#### DATA
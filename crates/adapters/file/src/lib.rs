//! mcpgw-adapter-file - 加密文件会话存储
//!
//! 每个会话一个加密文件，写入经临时文件 + rename 保证原子性。
//! 内存中维护会话索引，启动时扫描目录重建。

mod layout;
mod store;

pub use store::*;
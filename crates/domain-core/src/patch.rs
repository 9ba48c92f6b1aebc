//! 会话的部分更新
//!
//! 合并规则：
//! - `user_context` / `token_metadata` / `security` 按字段深度合并，未给出的字段保持原值
//! - 列表字段（`roles`、`scopes`）给出时整体替换
//! - `session_id` 与 `created_at` 不可修改

use chrono::{DateTime, Utc};
use mcpgw_common::UserId;
use mcpgw_errors::AppResult;

use crate::{SecurityContext, SessionData, TokenMetadata, UserContext};

#[derive(Debug, Clone, Default, PartialEq, Eq)]
pub struct UserContextPatch {
    pub user_id: Option<UserId>,
    pub email: Option<String>,
    pub roles: Option<Vec<String>>,
}

impl UserContextPatch {
    fn merge_into(self, target: &mut UserContext) {
        if let Some(user_id) = self.user_id {
            target.user_id = user_id;
        }
        if let Some(email) = self.email {
            target.email = Some(email);
        }
        if let Some(roles) = self.roles {
            target.roles = roles;
        }
    }
}

#[derive(Clone, Default, PartialEq, Eq)]
pub struct TokenMetadataPatch {
    pub access_token: Option<String>,
    /// `Some(None)` 清除刷新令牌
    pub refresh_token: Option<Option<String>>,
    pub expires_at: Option<DateTime<Utc>>,
    pub scopes: Option<Vec<String>>,
}

impl TokenMetadataPatch {
    fn merge_into(self, target: &mut TokenMetadata) {
        if let Some(access_token) = self.access_token {
            target.access_token = access_token;
        }
        if let Some(refresh_token) = self.refresh_token {
            target.refresh_token = refresh_token;
        }
        if let Some(expires_at) = self.expires_at {
            target.expires_at = expires_at;
        }
        if let Some(scopes) = self.scopes {
            target.scopes = scopes;
        }
    }
}

impl std::fmt::Debug for TokenMetadataPatch {
    fn fmt(&self, f: &mut std::fmt::Formatter<'_>) -> std::fmt::Result {
        f.debug_struct("TokenMetadataPatch")
            .field("access_token", &self.access_token.as_ref().map(|_| "[REDACTED]"))
            .field("refresh_token", &self.refresh_token.as_ref().map(|t| t.as_ref().map(|_| "[REDACTED]")))
            .field("expires_at", &self.expires_at)
            .field("scopes", &self.scopes)
            .finish()
    }
}

#[derive(Debug, Clone, Default, PartialEq, Eq)]
pub struct SecurityPatch {
    pub ip_address: Option<String>,
    pub user_agent: Option<String>,
    pub last_accessed_at: Option<DateTime<Utc>>,
    pub access_count: Option<u64>,
    /// 在存储当前值的基础上加一，与存储的其他修改一起原子生效
    pub record_access: bool,
}

impl SecurityPatch {
    fn merge_into(self, target: &mut SecurityContext) {
        if let Some(ip_address) = self.ip_address {
            target.ip_address = ip_address;
        }
        if let Some(user_agent) = self.user_agent {
            target.user_agent = Some(user_agent);
        }
        if let Some(last_accessed_at) = self.last_accessed_at {
            target.last_accessed_at = last_accessed_at;
        }
        if let Some(access_count) = self.access_count {
            target.access_count = access_count;
        }
        if self.record_access {
            target.access_count = target.access_count.saturating_add(1);
        }
    }
}

/// 会话部分更新
#[derive(Debug, Clone, Default, PartialEq, Eq)]
pub struct SessionPatch {
    pub session_token: Option<String>,
    pub user_context: Option<UserContextPatch>,
    pub token_metadata: Option<TokenMetadataPatch>,
    pub security: Option<SecurityPatch>,
    pub expires_at: Option<DateTime<Utc>>,
}

/// 合并结果
#[derive(Debug, Clone, PartialEq, Eq)]
pub struct PatchOutcome {
    /// 用户变更时的旧用户 ID，用于迁移用户索引
    pub previous_user: Option<UserId>,
}

impl SessionPatch {
    /// 记录一次访问：更新访问时间，访问计数加一
    pub fn touch(now: DateTime<Utc>) -> Self {
        Self {
            security: Some(SecurityPatch {
                last_accessed_at: Some(now),
                record_access: true,
                ..Default::default()
            }),
            ..Default::default()
        }
    }

    /// 令牌刷新后更新令牌元数据
    pub fn refreshed_tokens(
        access_token: String,
        refresh_token: Option<String>,
        expires_at: DateTime<Utc>,
        scopes: Option<Vec<String>>,
    ) -> Self {
        Self {
            token_metadata: Some(TokenMetadataPatch {
                access_token: Some(access_token),
                // 身份提供方未轮换刷新令牌时保留旧值
                refresh_token: refresh_token.map(Some),
                expires_at: Some(expires_at),
                scopes,
            }),
            ..Default::default()
        }
    }

    pub fn is_empty(&self) -> bool {
        self == &Self::default()
    }

    /// 将补丁合并到会话
    ///
    /// 合并后的会话违反不变式时返回错误且不修改原会话。
    pub fn apply(self, session: &mut SessionData) -> AppResult<PatchOutcome> {
        let mut merged = session.clone();
        let previous_user = merged.user_context.user_id.clone();

        if let Some(token) = self.session_token {
            merged.session_token = token;
        }
        if let Some(patch) = self.user_context {
            patch.merge_into(&mut merged.user_context);
        }
        if let Some(patch) = self.token_metadata {
            patch.merge_into(&mut merged.token_metadata);
        }
        if let Some(patch) = self.security {
            patch.merge_into(&mut merged.security);
        }
        if let Some(expires_at) = self.expires_at {
            merged.expires_at = expires_at;
        }

        merged.validate()?;

        let user_changed = merged.user_context.user_id != previous_user;
        *session = merged;
        Ok(PatchOutcome {
            previous_user: user_changed.then_some(previous_user),
        })
    }
}

#[cfg(test)]
mod tests {
    use super::*;
    use crate::session::fixtures::session;
    use chrono::Duration;

    #[test]
    fn test_nested_fields_are_merged_not_replaced() {
        let mut s = session("u1", Duration::hours(1));
        let original = s.clone();

        let patch = SessionPatch {
            user_context: Some(UserContextPatch {
                roles: Some(vec!["admin".into()]),
                ..Default::default()
            }),
            security: Some(SecurityPatch {
                access_count: Some(9),
                ..Default::default()
            }),
            ..Default::default()
        };
        let outcome = patch.apply(&mut s).unwrap();

        assert_eq!(outcome.previous_user, None);
        assert_eq!(s.user_context.roles, vec!["admin".to_string()]);
        assert_eq!(s.user_context.email, original.user_context.email);
        assert_eq!(s.user_context.user_id, original.user_context.user_id);
        assert_eq!(s.security.access_count, 9);
        assert_eq!(s.security.ip_address, original.security.ip_address);
        assert_eq!(s.token_metadata, original.token_metadata);
        assert_eq!(s.session_id, original.session_id);
    }

    #[test]
    fn test_user_change_reports_previous_user() {
        let mut s = session("u1", Duration::hours(1));
        let patch = SessionPatch {
            user_context: Some(UserContextPatch {
                user_id: Some(UserId::new("u2")),
                ..Default::default()
            }),
            ..Default::default()
        };
        let outcome = patch.apply(&mut s).unwrap();
        assert_eq!(outcome.previous_user, Some(UserId::new("u1")));
        assert_eq!(s.user_id().as_str(), "u2");
    }

    #[test]
    fn test_refresh_keeps_refresh_token_when_not_rotated() {
        let mut s = session("u1", Duration::hours(1));
        let new_expiry = Utc::now() + Duration::hours(2);
        SessionPatch::refreshed_tokens("new-access".into(), None, new_expiry, None)
            .apply(&mut s)
            .unwrap();

        assert_eq!(s.token_metadata.access_token, "new-access");
        assert_eq!(s.token_metadata.refresh_token.as_deref(), Some("refresh-token-value"));
        assert_eq!(s.token_metadata.expires_at, new_expiry);
        assert_eq!(s.token_metadata.scopes, vec!["read".to_string(), "write".to_string()]);
    }

    #[test]
    fn test_refresh_token_can_be_cleared() {
        let mut s = session("u1", Duration::hours(1));
        SessionPatch {
            token_metadata: Some(TokenMetadataPatch {
                refresh_token: Some(None),
                ..Default::default()
            }),
            ..Default::default()
        }
        .apply(&mut s)
        .unwrap();
        assert!(!s.token_metadata.can_refresh());
    }

    #[test]
    fn test_invalid_patch_leaves_session_untouched() {
        let mut s = session("u1", Duration::hours(1));
        let original = s.clone();
        let result = SessionPatch {
            expires_at: Some(s.created_at - Duration::seconds(1)),
            session_token: Some("other".into()),
            ..Default::default()
        }
        .apply(&mut s);

        assert!(result.is_err());
        assert_eq!(s, original);
    }

    #[test]
    fn test_touch() {
        let mut s = session("u1", Duration::hours(1));
        let now = Utc::now();
        let patch = SessionPatch::touch(now);
        assert!(!patch.is_empty());
        patch.clone().apply(&mut s).unwrap();
        patch.apply(&mut s).unwrap();
        assert_eq!(s.security.last_accessed_at, now);
        assert_eq!(s.security.access_count, 2);
        assert!(SessionPatch::default().is_empty());
    }
}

#### EXERCISE DIRECTIONS
All lines with the word "bool" are needed; pull them from the entries and copy each.

#### WORKED SOLUTION
    pub record_access: bool,
    pub fn is_empty(&self) -> bool {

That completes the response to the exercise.